//! # Spedire: automation dispatcher
//!
//! Runs cron-scheduled automations with a per-automation distributed lock and
//! keeps a history of every run.
//!
//! Usage:
//!   spedire serve                        # HTTP gateway (cron endpoint + admin API)
//!   spedire serve --with-ticker          # ... plus an internal ticker
//!   spedire tick                         # one dispatcher pass, then exit
//!   spedire run low-balance-alert        # run one automation now
//!   spedire check-cron "0 2 1 * *"       # validate and preview a schedule

use std::path::PathBuf;
use std::sync::Arc;

use anyhow::Result;
use clap::{Parser, Subcommand};
use tracing_subscriber::EnvFilter;

use spedire_automations::cron;
use spedire_automations::{
    AutomationAdmin, AutomationDb, AutomationLock, Dispatcher, HandlerRegistry, register_webhooks,
    spawn_ticker,
};
use spedire_core::SpedireConfig;

#[derive(Parser)]
#[command(
    name = "spedire",
    version,
    about = "⏱️ Spedire: cron-driven automation dispatcher"
)]
struct Cli {
    /// Config file (default: ~/.spedire/config.toml, or SPEDIRE_CONFIG)
    #[arg(short, long, global = true)]
    config: Option<PathBuf>,

    /// Verbose logging
    #[arg(short, long, global = true)]
    verbose: bool,

    /// Emit logs as JSON lines (for log shippers)
    #[arg(long, global = true)]
    log_json: bool,

    #[command(subcommand)]
    command: Command,
}

#[derive(Subcommand)]
enum Command {
    /// Start the HTTP gateway
    Serve {
        /// Override gateway.port
        #[arg(short, long)]
        port: Option<u16>,
        /// Also tick the dispatcher every dispatcher.tick_interval_secs
        #[arg(long)]
        with_ticker: bool,
    },
    /// Run one dispatcher pass and print the batch result
    Tick {
        /// Tolerance window in minutes (default: dispatcher.tolerance_minutes)
        #[arg(short, long)]
        tolerance: Option<u32>,
    },
    /// Run an automation now, ignoring schedule and enabled flag
    Run {
        slug: String,
        /// Recorded as the triggering user
        #[arg(long, default_value = "cli")]
        user: String,
    },
    /// List automations with their latest run
    List,
    /// Show the run history of an automation
    Runs {
        slug: String,
        #[arg(short, long, default_value = "20")]
        limit: usize,
    },
    /// Enable an automation
    Enable { slug: String },
    /// Disable an automation
    Disable { slug: String },
    /// Validate a cron expression and show its next occurrences
    CheckCron {
        expr: String,
        #[arg(short, long, default_value = "5")]
        count: usize,
    },
    /// Write a default config file
    InitConfig {
        /// Overwrite an existing file
        #[arg(long)]
        force: bool,
    },
}

fn config_path(cli: &Cli) -> PathBuf {
    cli.config
        .clone()
        .or_else(|| std::env::var("SPEDIRE_CONFIG").ok().map(PathBuf::from))
        .unwrap_or_else(SpedireConfig::default_path)
}

fn load_config(path: &std::path::Path) -> Result<SpedireConfig> {
    let mut config = if path.exists() {
        SpedireConfig::load_from(path)?
    } else {
        tracing::debug!("No config at {}, using defaults", path.display());
        SpedireConfig::default()
    };
    config.apply_env_overrides()?;
    Ok(config)
}

/// Store, lock, registry, dispatcher and admin, wired from config.
fn build_admin(config: &SpedireConfig) -> Result<Arc<AutomationAdmin>> {
    let db_path = config.database_path();
    let db = Arc::new(AutomationDb::open(&db_path)?);
    tracing::debug!("🗄️ Automations database: {}", db_path.display());

    let lock = Arc::new(AutomationLock::from_config(&config.lock)?);

    let mut registry = HandlerRegistry::new();
    register_webhooks(&mut registry, &config.webhooks);
    if registry.is_empty() {
        tracing::warn!("⚠️ No handlers registered: every due automation will be skipped");
    }

    let dispatcher = Arc::new(Dispatcher::new(
        db.clone(),
        db.clone(),
        lock,
        Arc::new(registry),
    ));
    Ok(Arc::new(AutomationAdmin::new(db.clone(), db, dispatcher)))
}

fn print_json<T: serde::Serialize>(value: &T) -> Result<()> {
    println!("{}", serde_json::to_string_pretty(value)?);
    Ok(())
}

#[tokio::main]
async fn main() -> Result<()> {
    let cli = Cli::parse();

    let filter = if cli.verbose {
        "spedire=debug,spedire_automations=debug,spedire_gateway=debug,tower_http=debug"
    } else {
        "spedire=info,spedire_automations=info,spedire_gateway=info"
    };
    let env_filter = EnvFilter::try_from_default_env().unwrap_or_else(|_| EnvFilter::new(filter));
    if cli.log_json {
        tracing_subscriber::fmt()
            .json()
            .with_env_filter(env_filter)
            .with_target(false)
            .init();
    } else {
        tracing_subscriber::fmt()
            .with_env_filter(env_filter)
            .with_target(false)
            .init();
    }

    let path = config_path(&cli);

    match cli.command {
        Command::InitConfig { force } => {
            if path.exists() && !force {
                println!("⚠️  Config already exists: {} (use --force)", path.display());
                return Ok(());
            }
            SpedireConfig::default().save_to(&path)?;
            println!("✅ Config written: {}", path.display());
        }
        Command::CheckCron { expr, count } => {
            if !cron::is_valid_cron(&expr) {
                anyhow::bail!("Invalid cron expression: '{expr}'");
            }
            println!("✅ '{expr}' is valid (UTC). Next runs:");
            let mut cursor = chrono::Utc::now();
            for _ in 0..count {
                let Some(next) = cron::next_run(&expr, cursor) else {
                    break;
                };
                println!("   {}", next.format("%Y-%m-%d %H:%M UTC"));
                cursor = next;
            }
        }
        Command::Serve { port, with_ticker } => {
            let mut config = load_config(&path)?;
            if let Some(port) = port {
                config.gateway.port = port;
            }
            let admin = build_admin(&config)?;
            let tolerance = config.dispatcher.tolerance_minutes;

            println!("⏱️ Spedire v{}", env!("CARGO_PKG_VERSION"));
            println!("   🌐 Gateway:   http://{}:{}", config.gateway.host, config.gateway.port);
            println!("   📡 Cron:      /api/cron/automation-dispatcher");
            println!("   🗄️  Database:  {}", config.database_path().display());
            println!("   🔒 Lock:      {} (fail {})", admin.dispatcher().lock().backend(), config.lock.fail_mode);
            println!();

            if with_ticker && config.dispatcher.tick_interval_secs > 0 {
                tokio::spawn(spawn_ticker(
                    admin.dispatcher().clone(),
                    config.dispatcher.tick_interval_secs,
                    tolerance,
                ));
            }

            let state = spedire_gateway::AppState::new(config.gateway.clone(), admin, tolerance);
            spedire_gateway::start(state).await?;
        }
        Command::Tick { tolerance } => {
            let config = load_config(&path)?;
            let admin = build_admin(&config)?;
            let tolerance = tolerance.unwrap_or(config.dispatcher.tolerance_minutes);
            let batch = admin.dispatcher().run_dispatcher(tolerance).await;
            print_json(&batch)?;
        }
        Command::Run { slug, user } => {
            let config = load_config(&path)?;
            let admin = build_admin(&config)?;
            let run = admin.run_automation_manually(&slug, &user).await?;
            print_json(&run)?;
        }
        Command::List => {
            let config = load_config(&path)?;
            let admin = build_admin(&config)?;
            for row in admin.get_automations().await? {
                let a = &row.automation;
                let last = row
                    .last_run
                    .as_ref()
                    .map(|r| format!("{} at {}", r.status, r.started_at.format("%Y-%m-%d %H:%M")))
                    .unwrap_or_else(|| "never".into());
                println!(
                    "{} {:<28} {:<14} last: {}",
                    if a.enabled { "🟢" } else { "⚪" },
                    a.slug,
                    a.schedule,
                    last
                );
            }
        }
        Command::Runs { slug, limit } => {
            let config = load_config(&path)?;
            let admin = build_admin(&config)?;
            print_json(&admin.get_automation_runs(&slug, limit).await?)?;
        }
        Command::Enable { slug } => {
            let config = load_config(&path)?;
            let admin = build_admin(&config)?;
            admin.toggle_automation_enabled(&slug, true).await?;
            println!("🟢 '{slug}' enabled");
        }
        Command::Disable { slug } => {
            let config = load_config(&path)?;
            let admin = build_admin(&config)?;
            admin.toggle_automation_enabled(&slug, false).await?;
            println!("⚪ '{slug}' disabled");
        }
    }

    Ok(())
}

=-=-=

# Work instruction
Scan the entries above and work out how many lines include the word "List"; the reply is that number alone.

# Output for this task
3